John W. Kennedy wrote:
John Ersatznom wrote:
I've read somewhere that inner class access to a "private" member of a
nesting class causes it to be silently treated as "package-private" by
the compiler, with security implications.
A quick test seems to contradict this. "private" appears to be "private".
Which javac and jvm? Or was it statically compiled code with gcj? I
expect the latter especially might differ in implementation.
What test case did you use? I'd suggest
package test;
public class AccessTester1 {
private int foo;
public AccessTester1 (int x) { foo = x; }
public class FooRetriever {
public int getOuterFoo() { return foo; }
}
public FooRetriever getFooRetriever () { return new FooRetriever(); }
}
package test;
public class AccessTester2 {
public static void main (String[] args) {
AccessTester1 a = new AccessTester1(3);
AccessTester1.FooRetriever fr = a.getFooRetriever();
System.out.println(""+fr.getOuterFoo()); // 3
System.out.println(""+a.foo); // Compile error
}
}
This pair should have AccessTester2 fail to compile. Change "private int
foo;" to "int foo;" in AccessTester1 and compile both to get a working
class pair. Change back to "private int foo;" in AccessTester1 and
recompile it only (obviously don't use Eclipse or anything else that
updates everything else automatically!) and run it. It should work.
Remove FooRetriever and change getFooRetriever to int getFoo() (and
change AccessTester2 to replace the 2nd and 3rd lines of main with
"System.out.println(""+a.getFoo());") and it won't compile. Change foo's
declaration to just "int foo;" and it will, and everything works. Now
change it back without recompiling AccessTester2 and AccessTester1
should compile, but AccessTester2 should print "3" and then bomb at
runtime with an access exception of some sort because foo is private.

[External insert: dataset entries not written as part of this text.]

//! Error types for the Quoridor engine
//!
//! Rejected moves and walls are not errors: the state machine hands back the
//! unchanged state. These variants describe failures inside the AI's own
//! reasoning, which never escape [`crate::ai::Ai::decide`] and instead select
//! the next fallback tier.

use crate::types::Action;
use thiserror::Error;

/// Errors that can occur while the AI reasons about a position
#[derive(Error, Debug)]
pub enum QuoridorEngineError {
    /// Search algorithm error - inconsistent state or logic error
    #[error("Search algorithm error: {message}")]
    SearchError { message: String },

    /// The tier produced no action at all
    #[error("No candidate actions for player {player}")]
    NoCandidateActions { player: usize },

    /// The tier produced an action that fails re-validation
    #[error("Decision {action} is illegal for player {player}")]
    IllegalDecision { action: Action, player: usize },

    /// A tier strategy panicked and was caught at the AI boundary
    #[error("Strategy panicked: {message}")]
    StrategyPanicked { message: String },
}

/// Result type alias for engine operations
pub type QuoridorEngineResult<T> = Result<T, QuoridorEngineError>;
//! # Quoridor Engine Constants - Board Dimensions, Scores & Search Parameters
//!
//! ## Overview
//!
//! This module centralizes the constant values used throughout the engine: board
//! geometry, the wall budget per player, the reachability search cap, the score
//! scale used by the move/wall heuristics and the alpha-beta search, and the
//! per-tier tuning knobs of the AI opponent.
//!
//! ## Coordinate System
//!
//! Cells are addressed as `(x, z)` with `0 <= x, z <= 8`. Player 0 starts on
//! `(4, 0)` and races to row `z = 8`; player 1 starts on `(4, 8)` and races to
//! row `z = 0`.
//!
//! Walls live on a secondary 8x8 grid of slots (`0..=7` on both axes). A slot
//! `(x, z)` names the grid point between cells `(x, z)` and `(x + 1, z + 1)`:
//!
//! - a **horizontal** wall on that slot sits between rows `z` and `z + 1` and
//!   covers columns `x` and `x + 1`
//! - a **vertical** wall on that slot sits between columns `x` and `x + 1` and
//!   covers rows `z` and `z + 1`
//!
//! ## Score Scale
//!
//! Leaf evaluation works in "path steps x 100". A single step of shortest-path
//! advantage is worth [`PATH_WEIGHT`]; a won position is worth [`WIN_SCORE`],
//! far above anything a heuristic sum can reach, so search never trades a win
//! for positional gain.
//!
//! ## Further Reading
//!
//! - **Quoridor rules**: https://en.wikipedia.org/wiki/Quoridor
//! - **Alpha-Beta Search**: https://www.chessprogramming.org/Alpha-Beta

/// Cells per side of the board.
pub const BOARD_SIZE: i8 = 9;

/// Highest valid cell coordinate on either axis.
pub const MAX_CELL: i8 = BOARD_SIZE - 1;

/// Highest valid wall-slot coordinate on either axis.
pub const MAX_WALL_SLOT: i8 = BOARD_SIZE - 2;

/// Number of wall slots per axis.
pub const WALL_SLOTS_PER_AXIS: i8 = BOARD_SIZE - 1;

/// Walls each player starts with.
pub const WALLS_PER_PLAYER: u8 = 10;

/// Number of players.
pub const PLAYER_COUNT: usize = 2;

/// Starting cells, indexed by player.
pub const START_POSITIONS: [(i8, i8); PLAYER_COUNT] = [(4, 0), (4, MAX_CELL)];

/// Goal rows, indexed by player.
pub const GOAL_ROWS: [i8; PLAYER_COUNT] = [MAX_CELL, 0];

/// Orthogonal step directions `(dx, dz)`.
pub const DIRECTIONS: [(i8, i8); 4] = [(0, 1), (0, -1), (1, 0), (-1, 0)];

/// Upper bound on BFS dequeues for shortest-path queries.
///
/// The board only has 81 cells, so a sound traversal never hits this. It keeps
/// path evaluation total against inconsistent input.
pub const BFS_ITERATION_CAP: usize = 1_000;

// =============================================================================
// Evaluation weights
// =============================================================================

/// Score assigned to a won (or lost, negated) leaf.
pub const WIN_SCORE: i32 = 100_000;

/// Score returned by `evaluate_wall` for a wall that would cut a player off.
pub const REJECTED_WALL_SCORE: i32 = -100_000;

/// Bonus for a move that lands on the goal row.
pub const GOAL_MOVE_BONUS: i32 = 1_000;

/// Weight of one step of shortest-path improvement when scoring moves.
pub const MOVE_PATH_WEIGHT: i32 = 10;

/// Bonus for a move that leaves the mover strictly closer to goal than the opponent.
pub const MOVE_LEAD_BONUS: i32 = 5;

/// Bonus (or penalty, negated) for a move that changes row distance to goal.
pub const MOVE_DIRECTION_BONUS: i32 = 3;

/// Weight of one step of net path-length swing when scoring walls.
pub const WALL_PATH_WEIGHT: i32 = 10;

/// Bonus for a wall that lengthens an opponent who is close to goal.
pub const WALL_INTERDICTION_BONUS: i32 = 20;

/// Row distance at or below which the opponent counts as close to goal.
pub const INTERDICTION_ROW_DISTANCE: i32 = 2;

/// Penalty for spending a wall from a short supply.
pub const WALL_SCARCITY_PENALTY: i32 = 8;

/// Walls left at or below which [`WALL_SCARCITY_PENALTY`] applies.
pub const WALL_SCARCITY_THRESHOLD: u8 = 2;

/// Flat cost of spending any wall.
pub const WALL_BASE_COST: i32 = 1;

/// Leaf weight of one step of shortest-path differential.
pub const PATH_WEIGHT: i32 = 100;

/// Leaf weight of one row of row-distance differential.
pub const ROW_WEIGHT: i32 = 10;

/// Leaf weight of one wall of remaining-wall differential.
pub const WALLS_LEFT_WEIGHT: i32 = 5;

/// Alpha-beta window bound.
pub const AB_INF: i32 = i32::MAX / 2;

// =============================================================================
// AI tiers
// =============================================================================

/// Probability that the easy tier moves instead of walling.
pub const EASY_MOVE_PROBABILITY: f64 = 0.8;

/// Probability that the medium tier moves instead of trying a wall.
pub const MEDIUM_MOVE_PROBABILITY: f64 = 0.6;

/// Valid walls the easy tier samples before picking one at random.
pub const EASY_WALL_SAMPLE: usize = 5;

/// Valid walls the medium tier samples when no path-cutting wall exists.
pub const MEDIUM_WALL_SAMPLE: usize = 10;

/// Opponent path steps walked when deriving path-cutting walls.
pub const PATH_WALK_STEPS: usize = 3;

/// Random slots tried while sampling valid walls.
pub const WALL_SAMPLE_ATTEMPTS: usize = 60;

/// Fixed search depth of the hard tier, in plies.
pub const SEARCH_DEPTH: u32 = 2;

/// Cap on path-cutting walls considered per search node.
pub const SEARCH_PATH_WALLS: usize = 6;

/// Cap on randomly sampled walls considered per search node.
pub const SEARCH_RANDOM_WALLS: usize = 4;

/// Random slots tried by the emergency fallback before declaring the AI stuck.
pub const FALLBACK_WALL_ATTEMPTS: usize = 200;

The *compiler* seems to treat "private" as "private", but the *runtime*
seems to treat it as "package private" when there's an inner class that
accesses the member.
Try also changing FooRetriever to return zero rather than access foo
rather than remove it entirely.
Some of this behavior is probably quite implementation-dependent, but
the failure to throw exceptions at run-time when the private member is
accessed is troubling. Besides security implications, the example above
demonstrates changing semantics for one class when the private
implementation of another is fiddled with, instead of attempted access
to said private implementation always failing in a consistent way. When
code from different sources (e.g. application code and library code, or
code in collaborative efforts) get combined queer dependencies can
result, especially if one of the coders doesn't have access to the
source for some of the other code (e.g. application coder using a
closed-source library).
I guess you can also read the above as yet another argument for open source.